Scientists have discovered that Crohn's disease, the inflammatory bowel disorder, can originate from specialised intestinal cell type called Paneth cells. As such, they propose that small intestinal Crohn's disease might be a specific disorder of this cell type, providing a possible new target for treatments. The study, by researchers from the University of Cambridge and Harvard University, was published today in the journal Nature.
"If we are able to break down Crohn's disease into subsets by understanding the underlying mechanisms, which we have done here, we hope to develop much more targeted, effective treatments," said Professor Arthur Kaser from the University of Cambridge, one of the lead authors of the paper. "The discovery of the Paneth cells' role in inflammation of the bowel also raises the possibility of entirely novel therapeutic approaches."

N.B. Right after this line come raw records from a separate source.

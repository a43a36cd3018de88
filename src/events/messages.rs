//! Wire messages carried by the event bus
//!
//! Every message serializes to JSON with a `type` discriminator, an
//! ISO-8601 `timestamp`, and a type-specific payload.

use chrono::{DateTime, Utc};
use serde::{Deserialize, Serialize};
use uuid::Uuid;

use crate::models::{Contest, Leaderboard, Submission};

/// Envelope adding the timestamp to a typed payload
#[derive(Debug, Clone, Serialize, Deserialize)]
pub struct EventMessage {
    pub timestamp: DateTime<Utc>,
    #[serde(flatten)]
    pub payload: EventPayload,
}

impl EventMessage {
    pub fn new(payload: EventPayload) -> Self {
        Self {
            timestamp: Utc::now(),
            payload,
        }
    }

    /// Wire discriminator, as serialized into `type`
    pub fn kind(&self) -> &'static str {
        match &self.payload {
            EventPayload::Queued { .. } => "queued",
            EventPayload::VerdictUpdate { .. } => "verdict_update",
            EventPayload::SubmissionResult(_) => "submission_result",
            EventPayload::LeaderboardUpdate { .. } => "leaderboard_update",
            EventPayload::ContestStarted { .. } => "contest_started",
            EventPayload::ContestFrozen { .. } => "contest_frozen",
            EventPayload::ContestUnfrozen { .. } => "contest_unfrozen",
            EventPayload::ContestEnded { .. } => "contest_ended",
        }
    }
}

/// Typed payloads, discriminated by `type` on the wire
#[derive(Debug, Clone, Serialize, Deserialize)]
#[serde(tag = "type", rename_all = "snake_case")]
pub enum EventPayload {
    Queued {
        submission_id: Uuid,
        position: u64,
        eta_seconds: u64,
    },
    VerdictUpdate {
        submission_id: Uuid,
        status: String,
        current: i32,
        total: i32,
    },
    SubmissionResult(SubmissionResultPayload),
    LeaderboardUpdate {
        contest_id: Uuid,
        leaderboard: Leaderboard,
        contest_state: String,
    },
    ContestStarted {
        contest: ContestSnapshot,
    },
    ContestFrozen {
        contest: ContestSnapshot,
    },
    ContestUnfrozen {
        contest: ContestSnapshot,
    },
    ContestEnded {
        contest: ContestSnapshot,
    },
}

/// Submission result as broadcast. The public variant (contest room)
/// hides per-case detail; the full variant (team, admins) carries it.
#[derive(Debug, Clone, Serialize, Deserialize)]
pub struct SubmissionResultPayload {
    pub submission_id: Uuid,
    pub team_id: Uuid,
    pub problem_id: Uuid,
    pub contest_id: Uuid,
    pub status: String,
    pub execution_time_ms: Option<i32>,
    pub memory_used_mb: Option<i32>,
    pub points_earned: Option<f64>,
    pub test_cases_passed: Option<i32>,
    pub total_test_cases: Option<i32>,
    #[serde(skip_serializing_if = "Option::is_none")]
    pub detail: Option<serde_json::Value>,
}

impl SubmissionResultPayload {
    /// Full view for the owning team and admins
    pub fn full(submission: &Submission) -> Self {
        Self {
            submission_id: submission.id,
            team_id: submission.team_id,
            problem_id: submission.problem_id,
            contest_id: submission.contest_id,
            status: submission.status.clone(),
            execution_time_ms: submission.execution_time,
            memory_used_mb: submission.memory_used,
            points_earned: submission.points_earned,
            test_cases_passed: submission.test_cases_passed,
            total_test_cases: submission.total_test_cases,
            detail: submission.judge_output.clone(),
        }
    }

    /// Public view for the contest room: no source, no per-case detail
    pub fn public(submission: &Submission) -> Self {
        let mut payload = Self::full(submission);
        payload.detail = None;
        payload
    }
}

/// Contest state as carried by lifecycle events
#[derive(Debug, Clone, Serialize, Deserialize)]
pub struct ContestSnapshot {
    pub id: Uuid,
    pub contest_name: String,
    pub state: String,
    pub start_time: DateTime<Utc>,
    pub end_time: DateTime<Utc>,
    pub freeze_at: DateTime<Utc>,
    pub is_frozen: bool,
}

impl ContestSnapshot {
    pub fn of(contest: &Contest) -> Self {
        Self {
            id: contest.id,
            contest_name: contest.contest_name.clone(),
            state: contest.state(Utc::now()).to_string(),
            start_time: contest.start_time,
            end_time: contest.end_time(),
            freeze_at: contest.freeze_at(),
            is_frozen: contest.is_frozen,
        }
    }
}

#[cfg(test)]
mod tests {
    use super::*;

    #[test]
    fn test_wire_shape() {
        let msg = EventMessage::new(EventPayload::Queued {
            submission_id: Uuid::new_v4(),
            position: 3,
            eta_seconds: 45,
        });

        let value = serde_json::to_value(&msg).unwrap();
        assert_eq!(value["type"], "queued");
        assert_eq!(value["position"], 3);
        assert!(value["timestamp"].is_string());
        assert_eq!(msg.kind(), "queued");
    }

    #[test]
    fn test_verdict_update_fields() {
        let msg = EventMessage::new(EventPayload::VerdictUpdate {
            submission_id: Uuid::new_v4(),
            status: "judging".to_string(),
            current: 2,
            total: 10,
        });

        let value = serde_json::to_value(&msg).unwrap();
        assert_eq!(value["type"], "verdict_update");
        assert_eq!(value["current"], 2);
        assert_eq!(value["total"], 10);
    }
}
//! Per-language toolchain commands
//!
//! The supported language set is closed: C++, Java, Python. Each handler
//! knows its source file name, compile invocation and run invocation. The
//! Python "compile" step is a syntax check so that broken sources still
//! produce a compilation_error verdict instead of failing on test one.

use std::path::Path;

use crate::models::Language;

/// Toolchain handler for one language
#[derive(Debug, Clone, Copy)]
pub struct LanguageHandler {
    language: Language,
}

impl LanguageHandler {
    pub fn new(language: Language) -> Self {
        Self { language }
    }

    pub fn language(&self) -> Language {
        self.language
    }

    /// Canonical source file name inside the working directory
    pub fn source_file(&self) -> &'static str {
        match self.language {
            Language::Cpp => "main.cpp",
            Language::Java => "Main.java",
            Language::Python => "main.py",
        }
    }

    /// Compile command, executed with the working directory as cwd
    pub fn compile_command(&self) -> Vec<String> {
        match self.language {
            Language::Cpp => vec![
                "g++".into(),
                "-O2".into(),
                "-std=c++17".into(),
                "-o".into(),
                "main".into(),
                "main.cpp".into(),
            ],
            Language::Java => vec!["javac".into(), "Main.java".into()],
            Language::Python => vec![
                "python3".into(),
                "-m".into(),
                "py_compile".into(),
                "main.py".into(),
            ],
        }
    }

    /// Run command referencing the artifact directory by absolute path.
    /// The JVM ignores RLIMIT_AS, so its ceiling rides in -Xmx instead.
    pub fn run_command(&self, artifact_dir: &Path, memory_limit_mb: u64) -> Vec<String> {
        match self.language {
            Language::Cpp => vec![artifact_dir.join("main").display().to_string()],
            Language::Java => vec![
                "java".into(),
                format!("-Xmx{}m", memory_limit_mb),
                "-cp".into(),
                artifact_dir.display().to_string(),
                "Main".into(),
            ],
            Language::Python => vec![
                "python3".into(),
                artifact_dir.join("main.py").display().to_string(),
            ],
        }
    }

    /// Whether RLIMIT_AS is a usable memory ceiling for this language
    pub fn uses_address_space_limit(&self) -> bool {
        !matches!(self.language, Language::Java)
    }
}

#[cfg(test)]
mod tests {
    use super::*;
    use std::path::PathBuf;

    #[test]
    fn test_compile_commands() {
        let cpp = LanguageHandler::new(Language::Cpp);
        assert_eq!(cpp.source_file(), "main.cpp");
        assert!(cpp.compile_command().contains(&"g++".to_string()));

        let py = LanguageHandler::new(Language::Python);
        assert!(py.compile_command().contains(&"py_compile".to_string()));

        let java = LanguageHandler::new(Language::Java);
        assert_eq!(java.source_file(), "Main.java");
        assert!(!java.uses_address_space_limit());
    }

    #[test]
    fn test_run_commands() {
        let dir = PathBuf::from("/tmp/artifact");

        let cpp = LanguageHandler::new(Language::Cpp);
        assert_eq!(cpp.run_command(&dir, 256), vec!["/tmp/artifact/main"]);

        let java = LanguageHandler::new(Language::Java);
        let cmd = java.run_command(&dir, 256);
        assert!(cmd.contains(&"-Xmx256m".to_string()));
        assert!(cmd.contains(&"Main".to_string()));
    }
}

The researchers also identified the mechanism by which defects in autophagy, the breakdown and recycling of unnecessary cellular components in the body, can lead to Crohn's disease.
Autophagy had previously been linked to Crohn's disease -- several key genes associated with Crohn's disease play a role in autophagy -- but it was not clear how. Some speculated that since Crohn's disease develops in the intestine, where the immune system is exposed to all the myriads of bacteria in our gut, that defective autophagy might lead to Crohn's disease via an inability to remove bacteria within the cells. However, the new research reveals that autophagy plays a role in keeping in check the inflammatory function of the unfolded protein response, which is activated when the endoplasmic reticulum (ER) is stressed.
ER stress is very common in the intestines of Crohn's patients. The researchers speculate that autophagy may remove ER membranes which are rendered 'inflammatory' by the accumulation of misfolded proteins either as a consequence of genetic traits in the unfolded protein response or environmental factors (e.g. from the microbiota). The research shows how autophagy genes interact with ER stress genes, as well as with the environment, to cause disease - an important aspect for our understanding of complex diseases such as Crohn's disease.
The researchers showed that the interaction of ER stress and autophagy could be therapeutically targeted in their model of the disease. One of the drugs they used was rapamycin, which induces autophagy. Professor Kaser commented on this approach: "A similar drug to rapamycin had been used in a clinical trial for Crohn's disease but failed. However, we speculate that if it was studied in a specific subset of Crohn's, that the drug might actually prove effective."
Crohn's disease is a debilitating, life-long immune-related disease that in the majority of patients starts in early adulthood, and involves cramping pain, diarrhoea, weight loss, urgency, perianal fistula formation, abscesses, low grade fever and has a profound impact on quality of life. Flares of the disease are followed by periods of remission, and the individual course cannot be predicted at diagnosis. It is thought to develop in genetically susceptible individuals when they are hit by -- essentially unknown -- environmental factors.
The prevalence of Crohn's disease is 322/100,000, meaning that over 200,000 patients are affected in the UK. Its incidence has been rising, and while in earlier decades it was mostly a disease of the Western world, its incidence and prevalence is picking up throughout the world including China. It is a substantial health care issue.